U.S. report on number of Iraqi casualties challenged

? Residents of this central Iraqi city Monday disputed the U.S. military’s claim that 54 Iraqi guerrillas were killed in an hourlong firefight that ensued Sunday as U.S. forces fought their way out of two coordinated ambushes.

Iraqis said that fewer than 10 people were killed in the battle and that several of them were civilians caught in the crossfire. The two convoys, accompanied by tanks and Bradley fighting vehicles, were delivering large amounts of money to Iraqi banks in the center of Samarra, according to military officials.

By the U.S. military’s account, it was the deadliest firefight between American forces and Iraqis since the fall of Saddam Hussein’s regime in April. U.S. troops killed 54 attackers, wounded 22 and captured one, Brig. Gen. Mark Kimmitt said in Baghdad. He said five U.S. soldiers were wounded.

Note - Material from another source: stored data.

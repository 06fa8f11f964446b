//! Class-loading units and define primitives
//!
//! A class-loading unit is a namespace proxy classes are defined into. A unit
//! may declare a define primitive of its own or inherit one from an ancestor.
//! Primitives carry an access flag: a primitive that is not accessible must be
//! opened (or forced open by a privileged host) before it may be invoked.

use super::image::{ImageError, ProxyImage};
use covey_sdk::RealizedProxyClass;
use dashmap::mapref::entry::Entry;
use dashmap::DashMap;
use std::fmt;
use std::sync::atomic::{AtomicBool, Ordering};
use std::sync::Arc;
use thiserror::Error;

/// Errors raised by a define primitive
#[derive(Debug, Error)]
pub enum DefineError {
    /// A class with this name is already defined in the unit
    #[error("Duplicate class definition: {name} in unit '{unit}'")]
    Duplicate {
        /// Normalized class name
        name: String,
        /// Unit the class was defined in
        unit: String,
    },

    /// The primitive was invoked without being accessible
    #[error("Define primitive is not accessible from unit '{unit}'")]
    AccessDenied {
        /// Unit the define was attempted in
        unit: String,
    },

    /// The proxy image could not be decoded
    #[error("Malformed proxy image: {0}")]
    Malformed(#[from] ImageError),

    /// The image declares a different class than requested
    #[error("Proxy image declares class {found}, expected {expected}")]
    NameMismatch {
        /// Requested class name
        expected: String,
        /// Class name found in the image
        found: String,
    },
}

/// Normalize a class name to its dot-separated form
pub fn normalize_class_name(name: &str) -> String {
    name.replace('/', ".")
}

/// Accessibility state of a define primitive
pub struct AccessFlag {
    accessible: AtomicBool,
    guarded: bool,
}

impl AccessFlag {
    /// Already accessible
    pub fn open() -> Self {
        Self {
            accessible: AtomicBool::new(true),
            guarded: false,
        }
    }

    /// Not accessible, but a request for access is granted
    pub fn closed() -> Self {
        Self {
            accessible: AtomicBool::new(false),
            guarded: false,
        }
    }

    /// Not accessible, and requests for access are denied
    ///
    /// Only a privileged host write can open a guarded flag.
    pub fn guarded() -> Self {
        Self {
            accessible: AtomicBool::new(false),
            guarded: true,
        }
    }

    /// Check if the primitive may be invoked
    pub fn is_accessible(&self) -> bool {
        self.accessible.load(Ordering::Acquire)
    }

    /// Check if ordinary access requests are denied
    pub fn is_guarded(&self) -> bool {
        self.guarded
    }

    /// Request access through the ordinary path
    pub fn request(&self) -> bool {
        if self.guarded {
            return false;
        }
        self.accessible.store(true, Ordering::Release);
        true
    }

    /// Privileged write of the access flag, bypassing the guard
    pub fn force(&self) {
        self.accessible.store(true, Ordering::Release);
    }
}

impl fmt::Debug for AccessFlag {
    fn fmt(&self, f: &mut fmt::Formatter<'_>) -> fmt::Result {
        f.debug_struct("AccessFlag")
            .field("accessible", &self.is_accessible())
            .field("guarded", &self.guarded)
            .finish()
    }
}

/// Primitive that turns a proxy image into a class inside a unit
pub trait DefinePrimitive: Send + Sync {
    /// Accessibility state of this primitive
    fn access(&self) -> &AccessFlag;

    /// Define `name` from `bytes` inside `unit`
    fn define(
        &self,
        unit: &dyn ClassLoadingUnit,
        name: &str,
        bytes: &[u8],
    ) -> Result<RealizedProxyClass, DefineError>;
}

/// Namespace proxy classes are defined into
pub trait ClassLoadingUnit: Send + Sync {
    /// Unit name for diagnostics
    fn name(&self) -> &str;

    /// Define primitive declared by this unit itself (not inherited)
    fn define_primitive(&self) -> Option<Arc<dyn DefinePrimitive>>;

    /// Parent unit, if any
    fn parent(&self) -> Option<Arc<dyn ClassLoadingUnit>>;

    /// Look up a class by its dot-separated name, delegating to ancestors
    fn find_class(&self, name: &str) -> Option<RealizedProxyClass>;

    /// Publish a freshly defined class into this unit
    ///
    /// Fails with [`DefineError::Duplicate`] if the name is already taken.
    fn publish(&self, class: RealizedProxyClass) -> Result<RealizedProxyClass, DefineError>;
}

/// Define primitive backed by the proxy image decoder
pub struct NativeDefinePrimitive {
    access: AccessFlag,
}

impl NativeDefinePrimitive {
    /// Create a primitive with the given accessibility
    pub fn new(access: AccessFlag) -> Self {
        Self { access }
    }
}

impl DefinePrimitive for NativeDefinePrimitive {
    fn access(&self) -> &AccessFlag {
        &self.access
    }

    fn define(
        &self,
        unit: &dyn ClassLoadingUnit,
        name: &str,
        bytes: &[u8],
    ) -> Result<RealizedProxyClass, DefineError> {
        if !self.access.is_accessible() {
            return Err(DefineError::AccessDenied {
                unit: unit.name().to_string(),
            });
        }

        let image = ProxyImage::decode(bytes)?;
        let expected = normalize_class_name(name);
        let found = normalize_class_name(&image.name);
        if expected != found {
            return Err(DefineError::NameMismatch { expected, found });
        }

        let class = RealizedProxyClass::new(found, image.layout, image.initializer, unit.name());
        unit.publish(class)
    }
}

impl fmt::Debug for NativeDefinePrimitive {
    fn fmt(&self, f: &mut fmt::Formatter<'_>) -> fmt::Result {
        f.debug_struct("NativeDefinePrimitive")
            .field("access", &self.access)
            .finish()
    }
}

/// In-process class-loading unit
///
/// Classes are stored by dot-separated name. Lookups fall back to the parent
/// chain; definitions always land in this unit.
pub struct ClassSpace {
    name: String,
    parent: Option<Arc<dyn ClassLoadingUnit>>,
    primitive: Option<Arc<dyn DefinePrimitive>>,
    classes: DashMap<String, RealizedProxyClass>,
}

impl ClassSpace {
    /// Create a root unit declaring a closed native define primitive
    pub fn new(name: impl Into<String>) -> Self {
        Self {
            name: name.into(),
            parent: None,
            primitive: Some(Arc::new(NativeDefinePrimitive::new(AccessFlag::closed()))),
            classes: DashMap::new(),
        }
    }

    /// Create a unit that declares no define primitive of its own
    pub fn without_primitive(name: impl Into<String>) -> Self {
        Self {
            name: name.into(),
            parent: None,
            primitive: None,
            classes: DashMap::new(),
        }
    }

    /// Set the parent unit
    pub fn with_parent(mut self, parent: Arc<dyn ClassLoadingUnit>) -> Self {
        self.parent = Some(parent);
        self
    }

    /// Replace the declared define primitive
    pub fn with_primitive(mut self, primitive: Arc<dyn DefinePrimitive>) -> Self {
        self.primitive = Some(primitive);
        self
    }

    /// Number of classes defined directly in this unit
    pub fn class_count(&self) -> usize {
        self.classes.len()
    }

    /// Names of classes defined directly in this unit
    pub fn class_names(&self) -> Vec<String> {
        self.classes.iter().map(|entry| entry.key().clone()).collect()
    }
}

impl ClassLoadingUnit for ClassSpace {
    fn name(&self) -> &str {
        &self.name
    }

    fn define_primitive(&self) -> Option<Arc<dyn DefinePrimitive>> {
        self.primitive.clone()
    }

    fn parent(&self) -> Option<Arc<dyn ClassLoadingUnit>> {
        self.parent.clone()
    }

    fn find_class(&self, name: &str) -> Option<RealizedProxyClass> {
        let name = normalize_class_name(name);
        if let Some(class) = self.classes.get(&name) {
            return Some(class.value().clone());
        }
        self.parent.as_ref().and_then(|parent| parent.find_class(&name))
    }

    fn publish(&self, class: RealizedProxyClass) -> Result<RealizedProxyClass, DefineError> {
        match self.classes.entry(class.name().to_string()) {
            Entry::Occupied(_) => Err(DefineError::Duplicate {
                name: class.name().to_string(),
                unit: self.name.clone(),
            }),
            Entry::Vacant(slot) => {
                slot.insert(class.clone());
                Ok(class)
            }
        }
    }
}

impl fmt::Debug for ClassSpace {
    fn fmt(&self, f: &mut fmt::Formatter<'_>) -> fmt::Result {
        f.debug_struct("ClassSpace")
            .field("name", &self.name)
            .field("has_parent", &self.parent.is_some())
            .field("has_primitive", &self.primitive.is_some())
            .field("classes", &self.classes.len())
            .finish()
    }
}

But doctors at the local hospital said only six bodies were brought to the morgue Sunday night, and Iraqi police said eight people were killed. There was no way to reconcile the Iraqis’ accounts of the battle with that of the U.S. military.

There were even differing estimates given by U.S. commanders. Hours before Kimmitt announced his figures in Baghdad, Col. Frederick Rudesheim, commander of the 4th Infantry Division’s 3rd Brigade Combat Team, told reporters at the U.S. base in Samarra that 46 guerrillas had been killed and 11 captured.

Capt. Mouwafaq Hamid, a member of the U.S.-trained Iraqi police force in Samarra, said eight people were killed in the battle, several of them civilians. “It was a very chaotic situation,” he said. “There was shooting and heavy weapons fire for more than an hour. Innocent people were killed and injured.”

Rudesheim said U.S. troops returned fire directly at those who fired on them and commanders calculated the number of Iraqi casualties based on interviews with all the soldiers involved in the battle.

“The adversary we face in this area will not bring all casualties to the local hospital,” he said. “This is going to be a difficult picture to put together.”